5. Preprocessing utilities¶
Preprocessing is an important step in most machine learning pipelines.
Contrary to standard machine learning, where each feature is independently
preprocessed, each time series is independently preprocessed. We modify
most preprocessing tools from scikit-learn accordingly for time series.

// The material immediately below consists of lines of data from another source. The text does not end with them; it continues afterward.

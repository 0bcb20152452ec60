//! TOML loading

use super::{ConfigError, RoutineConfig};

/// Parse and validate a routine configuration
///
/// Keys that are absent keep their defaults.
pub fn parse_routine(text: &str) -> Result<RoutineConfig, ConfigError> {
    let config: RoutineConfig = toml::from_str(text).map_err(|_e| {
        warn!("routine config rejected by parser");
        ConfigError::Syntax
    })?;
    config.validate()?;
    info!(
        "routine config loaded: {} cycles, tick {} ms",
        config.mission.cycles.len(),
        config.timing.tick_interval_ms
    );
    Ok(config)
}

These tools can be found in the pyts.prepocessing
module.
5.1. Imputing missing values¶
InterpolationImputer
imputes missing values for each time series
independently using the
scipy.interpolate.interp1d
function. The strategy
parameter controls the strategy used to perform the
interpolation. The following example illustrates the impact of this parameter
on the imputed values.
>>> import numpy as np
>>> from pyts.preprocessing import InterpolationImputer
>>> X = [[1, None, 3, 4], [8, None, 4, None]]

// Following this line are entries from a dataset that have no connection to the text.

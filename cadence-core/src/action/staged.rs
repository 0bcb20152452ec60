//! Elapsed-time stage tables
//!
//! A multi-stage action maps the time since its first poll onto a command.
//! The table holds the window upper bounds in ascending order plus the
//! command issued once the last bound is reached.

use heapless::Vec;
use serde::Deserialize;

/// Maximum number of windows in one table
pub const MAX_STAGES: usize = 8;

/// How elapsed time exactly on a window bound is classified
#[derive(Debug, Clone, Copy, PartialEq, Eq, Default, Deserialize)]
#[cfg_attr(feature = "defmt", derive(defmt::Format))]
#[serde(rename_all = "snake_case")]
pub enum Boundary {
    /// Windows are `[from, until)`; every tick commands something
    #[default]
    HalfOpen,
    /// Windows are `(from, until)`; ticks landing exactly on a bound
    /// (including the first poll at 0) command nothing
    Exclusive,
}

/// One window of a stage table
#[derive(Debug, Clone, Copy, PartialEq)]
#[cfg_attr(feature = "defmt", derive(defmt::Format))]
pub struct Window<C> {
    /// Upper bound of the window, in ms since the first poll
    pub until_ms: u32,
    /// Command held for the duration of the window
    pub command: C,
}

/// Result of looking up an elapsed time
#[derive(Debug, Clone, Copy, PartialEq)]
#[cfg_attr(feature = "defmt", derive(defmt::Format))]
pub enum Lookup<C> {
    /// Inside window `index`
    Stage(u8, C),
    /// Exactly on a bound with [`Boundary::Exclusive`]
    Gap,
    /// At or past the last bound
    Finished(C),
}

/// Errors building a stage table
#[derive(Debug, Clone, Copy, PartialEq, Eq)]
#[cfg_attr(feature = "defmt", derive(defmt::Format))]
pub enum StageError {
    /// More than [`MAX_STAGES`] windows
    Capacity,
    /// Bounds are not strictly increasing
    Order,
}

/// Ordered elapsed-time windows with a final command
#[derive(Debug, Clone)]
pub struct StageTable<C> {
    windows: Vec<Window<C>, MAX_STAGES>,
    finish: C,
    boundary: Boundary,
}

impl<C: Copy> StageTable<C> {
    /// Create a table with no windows
    ///
    /// An empty table is finished at any elapsed time.
    pub fn new(finish: C, boundary: Boundary) -> Self {
        Self {
            windows: Vec::new(),
            finish,
            boundary,
        }
    }

    /// Append a window ending at `until_ms`
    pub fn window(mut self, until_ms: u32, command: C) -> Result<Self, StageError> {
        if until_ms <= self.end_ms() {
            return Err(StageError::Order);
        }
        self.windows
            .push(Window { until_ms, command })
            .map_err(|_| StageError::Capacity)?;
        Ok(self)
    }

    /// Elapsed time at which the table is finished
    pub fn end_ms(&self) -> u32 {
        self.windows.last().map_or(0, |w| w.until_ms)
    }

    /// Command issued once the table is finished
    pub fn finish(&self) -> C {
        self.finish
    }

    /// Boundary policy in use
    pub fn boundary(&self) -> Boundary {
        self.boundary
    }

    /// Windows in order
    pub fn windows(&self) -> &[Window<C>] {
        &self.windows
    }

    /// Classify an elapsed time
    pub fn lookup(&self, elapsed_ms: u32) -> Lookup<C> {
        if elapsed_ms >= self.end_ms() {
            return Lookup::Finished(self.finish);
        }

        let mut from = 0;
        for (index, window) in self.windows.iter().enumerate() {
            if elapsed_ms < window.until_ms {
                let on_bound = elapsed_ms == from;
                return match self.boundary {
                    Boundary::Exclusive if on_bound => Lookup::Gap,
                    _ => Lookup::Stage(index as u8, window.command),
                };
            }
            from = window.until_ms;
        }

        Lookup::Finished(self.finish)
    }
}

>>> imputer = InterpolationImputer()
>>> imputer.transform(X)
array([[1., 2., 3., 4.],
[8., 6., 4., 2.]])
>>> imputer.set_params(strategy='previous')
>>> imputer.transform(X)
array([[1., 1., 3., 4.],
[8., 8., 4., 4.]])
5.2. Scaling¶
Scaling consists in transforming linearly a time series. Several scaling tools are made available:
StandardScaler
: each time series has zero mean and unit variance,MinMaxScaler
: each time series is scaled in a given range,MaxAbsScaler
: each time series is scaled by its maximum absolute value,RobustScaler
: each time series is scaled using statistics that are robust to outliers.

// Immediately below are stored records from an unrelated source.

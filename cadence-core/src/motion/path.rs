//! Poses and path legs

use heapless::Vec;
use serde::Deserialize;

/// Maximum directives in one leg
pub const MAX_DIRECTIVES: usize = 4;

/// Field position and heading
#[derive(Debug, Clone, Copy, PartialEq, Default, Deserialize)]
#[cfg_attr(feature = "defmt", derive(defmt::Format))]
pub struct Pose {
    /// Field x in inches
    pub x: f32,
    /// Field y in inches
    pub y: f32,
    /// Heading in degrees
    pub heading_deg: f32,
}

impl Pose {
    pub const fn new(x: f32, y: f32, heading_deg: f32) -> Self {
        Self { x, y, heading_deg }
    }

    /// Check if `other` is within `distance` and `heading_deg` of this pose
    pub fn is_near(&self, other: &Pose, distance: f32, heading_deg: f32) -> bool {
        let dx = self.x - other.x;
        let dy = self.y - other.y;
        if dx * dx + dy * dy > distance * distance {
            return false;
        }

        // Smallest signed angle between the two headings
        let mut dh = (self.heading_deg - other.heading_deg) % 360.0;
        if dh > 180.0 {
            dh -= 360.0;
        } else if dh < -180.0 {
            dh += 360.0;
        }
        -heading_deg <= dh && dh <= heading_deg
    }
}

/// One segment of a leg
#[derive(Debug, Clone, Copy, PartialEq, Deserialize)]
#[cfg_attr(feature = "defmt", derive(defmt::Format))]
#[serde(tag = "kind", rename_all = "snake_case")]
pub enum PathDirective {
    /// Drive straight, keeping heading, until x is reached
    LineToX { x: f32 },
    /// Drive straight, keeping heading, until y is reached
    LineToY { y: f32 },
    /// Translate and turn to a pose
    StrafeTo { x: f32, y: f32, heading_deg: f32 },
}

impl PathDirective {
    /// Pose reached after following this directive from `from`
    pub fn apply(&self, from: Pose) -> Pose {
        match *self {
            PathDirective::LineToX { x } => Pose { x, ..from },
            PathDirective::LineToY { y } => Pose { y, ..from },
            PathDirective::StrafeTo { x, y, heading_deg } => Pose::new(x, y, heading_deg),
        }
    }
}

/// A trajectory segment from a start pose
#[derive(Debug, Clone, PartialEq, Default, Deserialize)]
#[cfg_attr(feature = "defmt", derive(defmt::Format))]
pub struct Leg {
    pub start: Pose,
    #[serde(default)]
    pub path: Vec<PathDirective, MAX_DIRECTIVES>,
}

impl Leg {
    /// Leg with no directives yet
    pub fn starting_at(start: Pose) -> Self {
        Self {
            start,
            path: Vec::new(),
        }
    }

    /// Append a directive
    ///
    /// Directives past [`MAX_DIRECTIVES`] are dropped with a warning.
    pub fn then(mut self, directive: PathDirective) -> Self {
        if self.path.push(directive).is_err() {
            warn!("leg full, directive dropped");
        }
        self
    }

    pub fn line_to_x(self, x: f32) -> Self {
        self.then(PathDirective::LineToX { x })
    }

    pub fn line_to_y(self, y: f32) -> Self {
        self.then(PathDirective::LineToY { y })
    }

    pub fn strafe_to(self, x: f32, y: f32, heading_deg: f32) -> Self {
        self.then(PathDirective::StrafeTo { x, y, heading_deg })
    }

    /// Pose at the end of the leg
    pub fn end_pose(&self) -> Pose {
        self.path.iter().fold(self.start, |pose, d| d.apply(pose))
    }
}

#[cfg(test)]
mod tests {
    use super::*;

    #[test]
    fn test_end_pose_follows_directives() {
        let leg = Leg::starting_at(Pose::new(38.0, 74.5, 163.0)).line_to_y(82.0);
        assert_eq!(leg.end_pose(), Pose::new(38.0, 82.0, 163.0));

        let leg = Leg::starting_at(Pose::new(21.0, 124.0, 125.0))
            .line_to_x(40.0)
            .strafe_to(38.0, 74.5, 163.0);
        assert_eq!(leg.end_pose(), Pose::new(38.0, 74.5, 163.0));
    }

    #[test]
    fn test_empty_leg_ends_at_start() {
        let start = Pose::new(1.0, 2.0, 3.0);
        assert_eq!(Leg::starting_at(start).end_pose(), start);
    }

    #[test]
    fn test_directive_capacity() {
        let mut leg = Leg::starting_at(Pose::default());
        for i in 0..6 {
            leg = leg.line_to_x(i as f32);
        }
        assert_eq!(leg.path.len(), MAX_DIRECTIVES);
        assert_eq!(leg.end_pose().x, 3.0);
    }

    #[test]
    fn test_is_near() {
        let a = Pose::new(38.0, 82.0, 163.0);
        assert!(a.is_near(&Pose::new(38.0, 83.0, 164.0), 1.5, 2.0));
        assert!(!a.is_near(&Pose::new(38.0, 84.0, 163.0), 1.5, 2.0));
        assert!(!a.is_near(&Pose::new(38.0, 82.0, 170.0), 1.5, 2.0));
    }

    #[test]
    fn test_is_near_wraps_heading() {
        let a = Pose::new(0.0, 0.0, 359.0);
        assert!(a.is_near(&Pose::new(0.0, 0.0, 1.0), 0.1, 3.0));
    }
}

5.3. Non-linear transformation¶
Some algorithms make assumptions on the distribution of the data. Therefore it can be useful to transform time series so that they approximatively follow a given distribution. Two tools are made available:
PowerTransformer
: each time series is transformed to be more Gaussian-like,QuantileTransformer
: each time series is transformed using quantile information.